Bahram Kalhornia (; 1952) is an Iranian contemporary artist and art critic. He was born in 1952 in Kermanshah in a Kurdish family who belonged to the Kalhor tribe. His undergraduate and graduate studies were in the fields of drawing, sculpture, graphics, and illustration, respectively. During the Iran-Iraq war, he moved to Kermanshah in 1985, where he taught in a newly opened Visual Art High school of Kermanshah for three years.

He is currently a member of the Faculty of Art and Architecture of Islamic Azad University, Tehran Center Branch, and the IRIB University. He is also the secretary and board member of the Iranian Graphic Designers Society, and a member of the Graphic Book Writing Council. He is also a consultant to the National Museum of Iran.

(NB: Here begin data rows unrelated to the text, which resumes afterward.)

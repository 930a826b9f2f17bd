use tracing_subscriber::{layer::SubscriberExt, util::SubscriberInitExt, EnvFilter};

/// Install the stderr logger used by the binaries. `RUST_LOG` wins over the
/// defaults when set.
pub fn init_cli_logger(verbose: bool) {
    let filter = if verbose {
        EnvFilter::try_from_default_env()
            .unwrap_or_else(|_| EnvFilter::new("badge_check=debug,info"))
    } else {
        EnvFilter::try_from_default_env().unwrap_or_else(|_| EnvFilter::new("badge_check=warn"))
    };

    tracing_subscriber::registry()
        .with(filter)
        .with(
            tracing_subscriber::fmt::layer()
                .with_writer(std::io::stderr)
                .with_target(false)
                .with_file(false)
                .with_line_number(false)
                .compact(),
        )
        .init();
}
#![allow(dead_code)]

use image::{Rgb, RgbImage, Rgba, RgbaImage};
use std::path::Path;

/// Saves a `width` x `height` PNG filled with a single RGBA color
pub fn create_solid_image(path: &Path, width: u32, height: u32, color: [u8; 4]) {
    RgbaImage::from_pixel(width, height, Rgba(color))
        .save(path)
        .expect("Failed to save test image");
}

/// Saves a PNG without an alpha channel
pub fn create_rgb_image(path: &Path, width: u32, height: u32, color: [u8; 3]) {
    RgbImage::from_pixel(width, height, Rgb(color))
        .save(path)
        .expect("Failed to save test image");
}

/// Saves a bright, round badge: white disc on a transparent background
pub fn create_round_badge(path: &Path, size: u32) {
    let center = (size / 2) as i64;
    let mut image = RgbaImage::new(size, size);

    for (x, y, pixel) in image.enumerate_pixels_mut() {
        let dx = x as i64 - center;
        let dy = y as i64 - center;
        let alpha = if dx * dx + dy * dy <= center * center { 255 } else { 0 };

        // Keep the transparent corners bright too, they count toward the average
        *pixel = Rgba([255, 255, 255, alpha]);
    }

    image.save(path).expect("Failed to save test image");
}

His teaching method involves using artworks, spiritual works, philosophy, and psychology. In his works, he draws inspiration from ancient Iranian myths, and the concept of good and evil is widely reflected in his works. Therefore, some critics consider him the William Blake of Iran. He is considered one of notable representative of Iranian poetic painting.

He has been teaching and working in graphic design and art since 1972 and has brought new ideas to the system. He had a profound influence on at least two generations of Iranian artists.
Kermanshah Graphic Designers Association awarded him the statue of Sarv Mordad in 2011 for his efforts in developing graphic art in Iran.

After 2018 Sarpol-e Zahab earthquake, a center of culture and art for children was established and named after Bahram Kalhernia.

Kalhornia is currently preparing a documentary series on the history and culture of Iran for the Radio and Television, which takes a fresh look at the lesser-known aspects of Iranian culture and archeology (Cultural Iran). Among the prepared series, "Kufic script and its visual and cultural value" and "Taq-e Bostan reliefs" we can mention.

He had a solo exhibition in 2017 and four group exhibitions between 2017 and 2019.

He said in an interview about his artworks in the Suspicion's share exhibition: In this exhibition, I put mirrors in front of my visitors so that other parts of their existence can be found. If we put aside the external cover, there is something else inside us. An army of horsemen and warriors lurks inside me. Inside another, wayfarers lurk, and inside another, a legendary bird sings. Life has blocked the expression of these creatures. We don't see hidden ourselves and we close our ears to the voice of our own storytellers. I awakened these and showed the viewer to see that these also reside within him/her. When several people like the same work, I notice what interesting things they have in common. I realize that the hidden entity and archetypal entity of people can become sensitive and proud in front of these drawings. This is important to me.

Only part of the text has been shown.